*Task statement:*
From the entries that follow, report every line in which "Deserialize" occurs.
|---|
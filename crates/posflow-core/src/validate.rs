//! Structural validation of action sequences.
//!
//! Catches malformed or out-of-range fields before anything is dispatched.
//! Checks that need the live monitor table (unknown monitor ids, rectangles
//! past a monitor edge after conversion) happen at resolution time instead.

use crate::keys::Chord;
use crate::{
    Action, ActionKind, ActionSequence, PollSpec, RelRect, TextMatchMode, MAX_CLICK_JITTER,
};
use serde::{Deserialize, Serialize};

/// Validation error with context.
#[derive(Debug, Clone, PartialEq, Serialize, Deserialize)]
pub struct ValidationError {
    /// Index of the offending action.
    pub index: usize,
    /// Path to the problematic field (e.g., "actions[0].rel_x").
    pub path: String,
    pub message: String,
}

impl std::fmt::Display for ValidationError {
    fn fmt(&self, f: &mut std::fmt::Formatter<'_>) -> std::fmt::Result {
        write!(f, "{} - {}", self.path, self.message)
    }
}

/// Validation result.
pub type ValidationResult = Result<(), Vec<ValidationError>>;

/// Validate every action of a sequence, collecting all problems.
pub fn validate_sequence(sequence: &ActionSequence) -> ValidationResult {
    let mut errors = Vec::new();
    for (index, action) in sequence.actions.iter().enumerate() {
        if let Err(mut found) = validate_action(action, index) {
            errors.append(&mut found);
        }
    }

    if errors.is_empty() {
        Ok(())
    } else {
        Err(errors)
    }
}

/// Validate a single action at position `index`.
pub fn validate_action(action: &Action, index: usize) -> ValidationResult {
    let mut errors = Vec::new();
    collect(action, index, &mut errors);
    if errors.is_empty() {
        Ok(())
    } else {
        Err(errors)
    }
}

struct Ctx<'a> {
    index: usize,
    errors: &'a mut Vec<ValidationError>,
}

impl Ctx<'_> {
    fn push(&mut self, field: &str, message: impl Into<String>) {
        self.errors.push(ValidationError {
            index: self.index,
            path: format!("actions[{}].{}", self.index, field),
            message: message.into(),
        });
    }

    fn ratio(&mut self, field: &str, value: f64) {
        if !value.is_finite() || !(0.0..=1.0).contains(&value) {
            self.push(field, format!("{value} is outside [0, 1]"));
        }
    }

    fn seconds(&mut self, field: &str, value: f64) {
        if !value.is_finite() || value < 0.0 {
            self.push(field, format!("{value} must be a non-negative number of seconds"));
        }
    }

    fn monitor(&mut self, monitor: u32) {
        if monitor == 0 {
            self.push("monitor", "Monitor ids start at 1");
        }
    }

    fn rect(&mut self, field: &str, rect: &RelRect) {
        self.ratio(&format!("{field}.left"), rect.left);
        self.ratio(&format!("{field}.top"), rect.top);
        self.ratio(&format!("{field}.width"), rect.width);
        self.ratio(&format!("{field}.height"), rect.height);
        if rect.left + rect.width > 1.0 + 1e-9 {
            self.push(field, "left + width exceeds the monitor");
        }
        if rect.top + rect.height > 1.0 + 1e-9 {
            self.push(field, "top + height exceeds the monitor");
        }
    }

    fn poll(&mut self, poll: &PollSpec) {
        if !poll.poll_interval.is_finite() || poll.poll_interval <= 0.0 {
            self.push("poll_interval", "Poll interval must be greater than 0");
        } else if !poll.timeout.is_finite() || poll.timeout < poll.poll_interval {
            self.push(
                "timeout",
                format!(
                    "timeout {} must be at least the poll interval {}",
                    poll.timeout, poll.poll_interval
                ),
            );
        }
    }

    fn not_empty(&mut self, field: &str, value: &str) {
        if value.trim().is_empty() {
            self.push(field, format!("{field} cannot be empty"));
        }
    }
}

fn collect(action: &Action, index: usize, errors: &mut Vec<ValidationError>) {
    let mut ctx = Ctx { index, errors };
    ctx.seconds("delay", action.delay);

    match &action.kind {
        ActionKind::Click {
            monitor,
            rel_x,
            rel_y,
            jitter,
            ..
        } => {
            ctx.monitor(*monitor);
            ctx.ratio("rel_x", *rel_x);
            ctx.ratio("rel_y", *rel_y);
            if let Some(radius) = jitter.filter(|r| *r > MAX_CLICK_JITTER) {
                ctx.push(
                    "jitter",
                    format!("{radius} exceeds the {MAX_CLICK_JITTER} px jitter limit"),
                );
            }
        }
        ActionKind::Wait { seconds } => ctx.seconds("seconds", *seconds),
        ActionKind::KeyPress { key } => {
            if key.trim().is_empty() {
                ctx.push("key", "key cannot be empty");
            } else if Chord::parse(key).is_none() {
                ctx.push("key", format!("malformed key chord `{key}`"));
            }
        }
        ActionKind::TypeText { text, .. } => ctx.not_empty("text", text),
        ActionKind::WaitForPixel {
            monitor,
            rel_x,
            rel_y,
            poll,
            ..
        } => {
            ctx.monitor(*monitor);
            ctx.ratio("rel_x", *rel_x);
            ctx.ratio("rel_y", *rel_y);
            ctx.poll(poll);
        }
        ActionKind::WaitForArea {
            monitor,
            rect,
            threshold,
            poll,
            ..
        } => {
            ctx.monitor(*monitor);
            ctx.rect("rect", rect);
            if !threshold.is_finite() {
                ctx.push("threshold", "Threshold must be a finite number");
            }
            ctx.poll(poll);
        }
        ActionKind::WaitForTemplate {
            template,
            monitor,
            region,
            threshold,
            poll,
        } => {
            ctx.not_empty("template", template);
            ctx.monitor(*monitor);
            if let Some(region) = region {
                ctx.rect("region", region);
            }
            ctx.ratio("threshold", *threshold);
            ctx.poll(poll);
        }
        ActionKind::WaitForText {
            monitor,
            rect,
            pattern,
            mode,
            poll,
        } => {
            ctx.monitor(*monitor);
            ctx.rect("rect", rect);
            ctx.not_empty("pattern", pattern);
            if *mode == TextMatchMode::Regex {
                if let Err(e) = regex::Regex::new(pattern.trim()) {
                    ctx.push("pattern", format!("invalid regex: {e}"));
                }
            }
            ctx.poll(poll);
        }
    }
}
|---|
*Exercise response:*
use serde::{Deserialize, Serialize};
#[derive(Debug, Clone, PartialEq, Serialize, Deserialize)]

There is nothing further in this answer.